In the listing, find every line that has the string "matching" and copy it.
Extracted records Start Marker
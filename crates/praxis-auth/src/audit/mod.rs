//! Audit trail for authorization decisions.
//!
//! Every `authorize` call produces exactly one [`AuditEntry`], whether it
//! allowed, denied, or aborted on an infrastructure fault. Entries are
//! immutable and the log is append-only.
//!
//! - [`InMemoryAuditLog`] - durable-enough sink for tests and tooling
//! - [`QueuedAuditRecorder`] - worker-backed front for any sink

pub mod queue;

use std::net::IpAddr;

use async_trait::async_trait;
use serde::{Deserialize, Serialize};
use time::OffsetDateTime;
use tokio::sync::RwLock;
use uuid::Uuid;

use crate::AuthResult;
use crate::policy::{Decision, ReasonCode, Rule};
use crate::rbac::{Action, ResourceType};

pub use queue::QueuedAuditRecorder;

// =============================================================================
// Audit Entry
// =============================================================================

/// Outcome recorded for an evaluation.
#[derive(Debug, Clone, Copy, PartialEq, Eq, Hash, Serialize, Deserialize)]
#[serde(rename_all = "snake_case")]
pub enum AuditOutcome {
    /// Access granted.
    Allow,
    /// Access denied.
    Deny,
    /// Evaluation aborted on an infrastructure fault.
    Error,
}

impl AuditOutcome {
    /// Returns the outcome name.
    #[must_use]
    pub fn as_str(&self) -> &'static str {
        match self {
            Self::Allow => "allow",
            Self::Deny => "deny",
            Self::Error => "error",
        }
    }
}

/// One immutable audit record.
#[derive(Debug, Clone, PartialEq, Eq, Serialize, Deserialize)]
#[serde(rename_all = "camelCase")]
pub struct AuditEntry {
    /// Entry id; equals the decision's `audit_id`.
    pub audit_id: Uuid,

    /// Requesting subject, if authenticated.
    pub subject_id: Option<String>,

    /// Delegator whose authority was used, if any.
    #[serde(default, skip_serializing_if = "Option::is_none")]
    pub acting_for: Option<String>,

    /// Requested action.
    pub action: Action,

    /// Targeted resource type.
    pub resource_type: ResourceType,

    /// Targeted instance.
    #[serde(default, skip_serializing_if = "Option::is_none")]
    pub resource_id: Option<String>,

    /// Whether access was granted.
    pub allowed: bool,

    /// Allow, deny or error.
    pub outcome: AuditOutcome,

    /// Decision reason; absent for errors.
    #[serde(default, skip_serializing_if = "Option::is_none")]
    pub reason: Option<ReasonCode>,

    /// Deciding rule; absent for errors.
    #[serde(default, skip_serializing_if = "Option::is_none")]
    pub matched_rule: Option<Rule>,

    /// The `resource_type:action` string checked.
    pub required_permission: String,

    /// The decision was made in fail-open degraded mode.
    #[serde(default)]
    pub degraded: bool,

    /// Fault description for error entries.
    #[serde(default, skip_serializing_if = "Option::is_none")]
    pub error: Option<String>,

    /// Correlation id from the request context.
    #[serde(default, skip_serializing_if = "Option::is_none")]
    pub request_id: Option<String>,

    /// Client address from the request context.
    #[serde(default, skip_serializing_if = "Option::is_none")]
    pub source_ip: Option<IpAddr>,

    /// Evaluation timestamp from the request context.
    #[serde(with = "time::serde::rfc3339")]
    pub timestamp: OffsetDateTime,
}

impl AuditEntry {
    /// Starts building an entry for `action` on `resource_type`.
    #[must_use]
    pub fn builder(action: Action, resource_type: ResourceType) -> AuditEntryBuilder {
        AuditEntryBuilder::new(action, resource_type)
    }
}

/// Builder for [`AuditEntry`].
#[derive(Debug, Clone)]
pub struct AuditEntryBuilder {
    entry: AuditEntry,
}

impl AuditEntryBuilder {
    /// Creates a builder with a fresh id, `deny` outcome and the current time.
    #[must_use]
    pub fn new(action: Action, resource_type: ResourceType) -> Self {
        Self {
            entry: AuditEntry {
                audit_id: Uuid::new_v4(),
                subject_id: None,
                acting_for: None,
                action,
                resource_type,
                resource_id: None,
                allowed: false,
                outcome: AuditOutcome::Deny,
                reason: None,
                matched_rule: None,
                required_permission: format!("{resource_type}:{action}"),
                degraded: false,
                error: None,
                request_id: None,
                source_ip: None,
                timestamp: OffsetDateTime::now_utc(),
            },
        }
    }

    /// Set the audit id
    #[must_use]
    pub fn audit_id(mut self, id: Uuid) -> Self {
        self.entry.audit_id = id;
        self
    }

    /// Set the requesting subject
    #[must_use]
    pub fn subject(mut self, id: Option<String>) -> Self {
        self.entry.subject_id = id;
        self
    }

    /// Set the targeted instance
    #[must_use]
    pub fn resource_id(mut self, id: Option<String>) -> Self {
        self.entry.resource_id = id;
        self
    }

    /// Copy outcome, reason, rule and delegator from a decision
    #[must_use]
    pub fn decision(mut self, decision: &Decision) -> Self {
        self.entry.allowed = decision.allowed;
        self.entry.outcome = if decision.allowed {
            AuditOutcome::Allow
        } else {
            AuditOutcome::Deny
        };
        self.entry.reason = Some(decision.reason);
        self.entry.matched_rule = Some(decision.matched_rule.clone());
        self.entry.required_permission = decision.required_permission.clone();
        self.entry.degraded = decision.degraded;
        self.entry.acting_for = match &decision.matched_rule {
            Rule::Delegation { delegator_id, .. } => Some(delegator_id.clone()),
            _ => None,
        };
        self
    }

    /// Mark the entry as an infrastructure fault
    #[must_use]
    pub fn error(mut self, message: impl Into<String>) -> Self {
        self.entry.allowed = false;
        self.entry.outcome = AuditOutcome::Error;
        self.entry.error = Some(message.into());
        self
    }

    /// Set the request id
    #[must_use]
    pub fn request_id(mut self, id: Option<String>) -> Self {
        self.entry.request_id = id;
        self
    }

    /// Set the source IP address
    #[must_use]
    pub fn source_ip(mut self, ip: Option<IpAddr>) -> Self {
        self.entry.source_ip = ip;
        self
    }

    /// Set the evaluation timestamp
    #[must_use]
    pub fn timestamp(mut self, at: OffsetDateTime) -> Self {
        self.entry.timestamp = at;
        self
    }

    /// Build the entry
    #[must_use]
    pub fn build(self) -> AuditEntry {
        self.entry
    }
}

// =============================================================================
// Query Filter
// =============================================================================

/// Compliance-review filter. Empty fields match everything.
#[derive(Debug, Clone, Default, PartialEq, Eq)]
pub struct AuditFilter {
    pub subject_id: Option<String>,
    pub resource_type: Option<ResourceType>,
    pub resource_id: Option<String>,
    pub outcome: Option<AuditOutcome>,
    /// Inclusive lower bound on `timestamp`.
    pub since: Option<OffsetDateTime>,
    /// Exclusive upper bound on `timestamp`.
    pub until: Option<OffsetDateTime>,
    /// Maximum number of entries returned.
    pub limit: Option<usize>,
}

impl AuditFilter {
    /// Creates a filter matching everything.
    #[must_use]
    pub fn new() -> Self {
        Self::default()
    }

    #[must_use]
    pub fn subject(mut self, id: impl Into<String>) -> Self {
        self.subject_id = Some(id.into());
        self
    }

    #[must_use]
    pub fn resource(mut self, resource_type: ResourceType, id: Option<String>) -> Self {
        self.resource_type = Some(resource_type);
        self.resource_id = id;
        self
    }

    #[must_use]
    pub fn outcome(mut self, outcome: AuditOutcome) -> Self {
        self.outcome = Some(outcome);
        self
    }

    #[must_use]
    pub fn between(mut self, since: OffsetDateTime, until: OffsetDateTime) -> Self {
        self.since = Some(since);
        self.until = Some(until);
        self
    }

    #[must_use]
    pub fn limit(mut self, limit: usize) -> Self {
        self.limit = Some(limit);
        self
    }

    /// Returns `true` if the entry passes every set criterion.
    #[must_use]
    pub fn matches(&self, entry: &AuditEntry) -> bool {
        self.subject_id
            .as_ref()
            .is_none_or(|id| entry.subject_id.as_ref() == Some(id))
            && self
                .resource_type
                .is_none_or(|rt| entry.resource_type == rt)
            && self
                .resource_id
                .as_ref()
                .is_none_or(|id| entry.resource_id.as_ref() == Some(id))
            && self.outcome.is_none_or(|o| entry.outcome == o)
            && self.since.is_none_or(|since| entry.timestamp >= since)
            && self.until.is_none_or(|until| entry.timestamp < until)
    }
}

// =============================================================================
// Recorder Trait
// =============================================================================

/// Append-only sink for audit entries.
#[async_trait]
pub trait AuditRecorder: Send + Sync {
    /// Persists an entry. Returns once the entry is durable.
    ///
    /// # Errors
    ///
    /// Returns `AuthError::Audit` if the entry could not be persisted.
    async fn append(&self, entry: AuditEntry) -> AuthResult<()>;

    /// Returns matching entries, newest first.
    ///
    /// # Errors
    ///
    /// Returns an error if the log cannot be read.
    async fn query(&self, filter: &AuditFilter) -> AuthResult<Vec<AuditEntry>>;
}

/// In-memory append-only audit log.
#[derive(Debug, Default)]
pub struct InMemoryAuditLog {
    entries: RwLock<Vec<AuditEntry>>,
}

impl InMemoryAuditLog {
    /// Creates an empty log.
    #[must_use]
    pub fn new() -> Self {
        Self::default()
    }

    /// Number of stored entries.
    pub async fn len(&self) -> usize {
        self.entries.read().await.len()
    }

    /// Returns `true` if nothing has been recorded.
    pub async fn is_empty(&self) -> bool {
        self.entries.read().await.is_empty()
    }

    /// Returns every entry in append order.
    pub async fn entries(&self) -> Vec<AuditEntry> {
        self.entries.read().await.clone()
    }
}

#[async_trait]
impl AuditRecorder for InMemoryAuditLog {
    async fn append(&self, entry: AuditEntry) -> AuthResult<()> {
        self.entries.write().await.push(entry);
        Ok(())
    }

    async fn query(&self, filter: &AuditFilter) -> AuthResult<Vec<AuditEntry>> {
        let entries = self.entries.read().await;
        let matching = entries
            .iter()
            .rev()
            .filter(|entry| filter.matches(entry))
            .take(filter.limit.unwrap_or(usize::MAX))
            .cloned()
            .collect();
        Ok(matching)
    }
}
Extracted records End Marker
* **Task solution**:
    /// Creates a filter matching everything.
    /// Returns matching entries, newest first.
        let matching = entries
        Ok(matching)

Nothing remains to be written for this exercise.